TESTING THE “HOT GRANITE” HYPOTHESIS FOR HIGH-ZR GRENVILLE GRANITES FROM EASTERN LAURENTIA USING ZIRCON THERMOMETERS

The Grenville orogeny was a protracted (ca. 300 m.y.) series of magmatic-metamorphic events that contributed to the modification of the Laurentian margin in the late Mesoproterozoic. Grenville granitoids throughout eastern Laurentia possess Zr concentrations (300 – 2,200 ppm) that are much higher than any age group or tectonic setting for granite production in Earth history, resulting in exceptionally “zircon-fertile” granites (Moecher and Samson, 2006), which generated a pulse of detrital zircon that has been recycled across Laurentia through the Phanerozoic. Here we explore one possible mechanism of Grenville magmagenesis, i.e. the “hot granite” hypothesis, and use high-Zr granites as sensors of potential “hot zones” of magma generation.

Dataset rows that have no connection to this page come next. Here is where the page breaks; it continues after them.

use std::path::PathBuf;

use lector_batch::{LogContext, TaskSlot};
use lector_core::{Capabilities, Settings};
use tauri::{AppHandle, Manager};
use tauri_plugin_dialog::{DialogExt, MessageDialogKind};

mod commands;
mod worker;

pub struct AppState {
    pub settings: Settings,
    pub capabilities: Capabilities,
    /// Guards against overlapping runs from this window.
    pub slot: TaskSlot,
}

fn main() {
    tauri::Builder::default()
        .plugin(tauri_plugin_dialog::init())
        .setup(|app| {
            let shell_log = LogContext::builder().build()?;
            let settings = load_settings(app.handle(), &shell_log);
            let capabilities = Capabilities::probe(&settings);

            // A missing tool is fatal for the whole window: explain, then quit.
            if let Err(e) = capabilities.require() {
                shell_log.scope(|| tracing::error!("{e}"));
                let handle = app.handle().clone();
                app.dialog()
                    .message(e.to_string())
                    .kind(MessageDialogKind::Error)
                    .title("Dependency Error")
                    .show(move |_| handle.exit(1));
            }

            app.manage(AppState { settings, capabilities, slot: TaskSlot::new() });
            Ok(())
        })
        .invoke_handler(tauri::generate_handler![
            commands::pick_file,
            commands::pick_folder,
            commands::process,
            commands::is_processing,
        ])
        .run(tauri::generate_context!())
        .expect("error while running tauri application");
}

/// `lector.toml` in the platform config dir, when present.
fn load_settings(app: &AppHandle, log: &LogContext) -> Settings {
    let Some(path) = config_path(app) else {
        return Settings::default();
    };
    if !path.exists() {
        return Settings::default();
    }
    match Settings::load(&path) {
        Ok(settings) => {
            log.scope(|| tracing::info!("Loaded settings from {}", path.display()));
            settings
        }
        Err(e) => {
            log.scope(|| tracing::warn!("Ignoring {}: {e}", path.display()));
            Settings::default()
        }
    }
}

fn config_path(app: &AppHandle) -> Option<PathBuf> {
    app.path().app_config_dir().ok().map(|dir| dir.join("lector.toml"))
}
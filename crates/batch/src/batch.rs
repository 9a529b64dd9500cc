use std::fmt;
use std::path::{Path, PathBuf};

use serde::Serialize;
use tracing::{error, info, warn};

use lector_core::{ExtractError, SupportedFile};

use crate::extract::Extractor;
use crate::logging::LogContext;
use crate::output::write_output;
use crate::progress::Progress;

/// What happened to one file: the written `.txt` path, or why it failed.
#[derive(Debug)]
pub struct FileOutcome {
    pub source: PathBuf,
    pub result: Result<PathBuf, ExtractError>,
}

impl FileOutcome {
    pub fn is_success(&self) -> bool {
        self.result.is_ok()
    }
}

#[derive(Debug, Clone, PartialEq, Eq, Serialize)]
pub struct FailedFile {
    pub path: PathBuf,
    pub reason: String,
}

#[derive(Debug, Clone, Default, PartialEq, Eq, Serialize)]
pub struct BatchSummary {
    pub total: usize,
    pub succeeded: usize,
    pub failures: Vec<FailedFile>,
}

impl BatchSummary {
    pub fn record(&mut self, outcome: &FileOutcome) {
        self.total += 1;
        match &outcome.result {
            Ok(_) => self.succeeded += 1,
            Err(e) => self.failures.push(FailedFile { path: outcome.source.clone(), reason: e.to_string() }),
        }
    }

    pub fn all_succeeded(&self) -> bool {
        self.succeeded == self.total
    }
}

impl fmt::Display for BatchSummary {
    fn fmt(&self, f: &mut fmt::Formatter<'_>) -> fmt::Result {
        write!(f, "{}/{} succeeded", self.succeeded, self.total)
    }
}

/// Immediate children of `dir` that are regular files with a supported
/// extension, sorted by file name. Nothing is read beyond directory metadata.
pub fn discover(dir: &Path) -> Result<Vec<SupportedFile>, ExtractError> {
    if !dir.exists() {
        return Err(ExtractError::PathNotFound(dir.to_path_buf()));
    }
    if !dir.is_dir() {
        return Err(ExtractError::NotADirectory(dir.to_path_buf()));
    }
    let unreadable = |source| ExtractError::DirectoryUnreadable { path: dir.to_path_buf(), source };

    let mut files = Vec::new();
    for entry in std::fs::read_dir(dir).map_err(unreadable)? {
        let path = entry.map_err(unreadable)?.path();
        // `is_file` follows symlinks, so a link to a scan is processed like the scan.
        if !path.is_file() {
            continue;
        }
        if let Ok(file) = SupportedFile::new(path) {
            files.push(file);
        }
    }
    files.sort_by(|a, b| a.path().file_name().cmp(&b.path().file_name()));
    Ok(files)
}

/// Sequential driver: one file at a time, failures recorded and skipped.
pub struct BatchDriver {
    extractor: Extractor,
}

impl BatchDriver {
    pub fn new(extractor: Extractor) -> Self {
        Self { extractor }
    }

    /// Process every supported file directly inside `dir`.
    ///
    /// Only run-level problems (missing or unreadable directory) are returned
    /// as `Err`; per-file failures end up in the summary and the log.
    pub fn run(
        &self,
        dir: &Path,
        log: &LogContext,
        progress: &mut dyn Progress,
    ) -> Result<BatchSummary, ExtractError> {
        log.scope(|| {
            info!("Processing folder: {}", dir.display());
            let files = discover(dir).inspect_err(|e| error!("{e}"))?;
            if files.is_empty() {
                warn!("No supported files found in {}", dir.display());
            } else {
                info!("Found {} file(s) to process", files.len());
            }

            let total = files.len();
            let mut summary = BatchSummary::default();
            for (i, file) in files.iter().enumerate() {
                let index = i + 1;
                progress.started(index, total, file);
                info!("[{index}/{total}] Processing: {}", file.file_name());
                let outcome = self.process_logged(file);
                progress.finished(index, total, file, outcome.is_success());
                summary.record(&outcome);
            }

            info!("Completed: {summary}");
            Ok(summary)
        })
    }

    /// Extract and write a single file.
    pub fn process_file(&self, file: &SupportedFile, log: &LogContext) -> FileOutcome {
        log.scope(|| {
            info!("Processing file: {}", file.path().display());
            self.process_logged(file)
        })
    }

    /// Like [`process_file`](Self::process_file) for an arbitrary path; an
    /// unsupported extension becomes a logged, failed outcome.
    pub fn process_path(&self, path: &Path, log: &LogContext) -> FileOutcome {
        match SupportedFile::new(path) {
            Ok(file) => self.process_file(&file, log),
            Err(e) => {
                log.scope(|| error!("Failed: {} - {e}", path.display()));
                FileOutcome { source: path.to_path_buf(), result: Err(e) }
            }
        }
    }

    fn process_logged(&self, file: &SupportedFile) -> FileOutcome {
        let result = self
            .extractor
            .extract(file)
            .and_then(|text| write_output(file, &text));
        match &result {
            Ok(out) => info!("Success: {} -> {}", file.file_name(), out.display()),
            Err(e) => error!("Failed: {} - {e}", file.file_name()),
        }
        FileOutcome { source: file.path().to_path_buf(), result }
    }
}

Cathodoluminescence imaging is used to assess the presence of an inherited zircon component (“hot” granites should not have xenocrystic zircon); calculate zircon saturation temperature from whole rock compositions (T_Zc should be high compared to collisional/arc granites); perform quantitative modeling of zircon crystallization history for granitoids using rhyolite-MELTS to obtain T_xln (zircon should appear early in the crystallization history for hot granites); and measure Ti contents of zircon via SHRIMP (Ti-in-zircon geothermometry [T_Ti] should return apparent temperatures of > 850 °C). A representative suite of samples from the Blue Ridge (n = 7) range from 320 to 2,210 ppm Zr, and all lack zircon xenocrysts. Lowest Zr samples contain zircon with Qtz, Bt, Kfs, and/or Ap inclusions, but zircon in the highest [Zr] samples lack inclusions. T_Zc ranges from 830 to 1000°C and T_xln ranges from 930 to 1060°C. As [Zr] increases, T_Zc, T_sat, and T_Ti all converge supporting the “hot” granite hypothesis. Based on variation in [Ti] (10 to 80 ppm), zircon crystallizes over a range of temperature that in the highest [Zr] samples begins at ~1000°C. These results serve as constraints on mechanisms (plumes? underplating? thermal lids? high magma flux?) that could potentially generate the unique lithospheric conditions that led to widespread hot granite production at a unique time in Earth history. Questions remaining include: what mechanisms result in variable [Zr] among granites? Can granites be generated in hot zones but have low [Zr]? How would the latter granites be detected?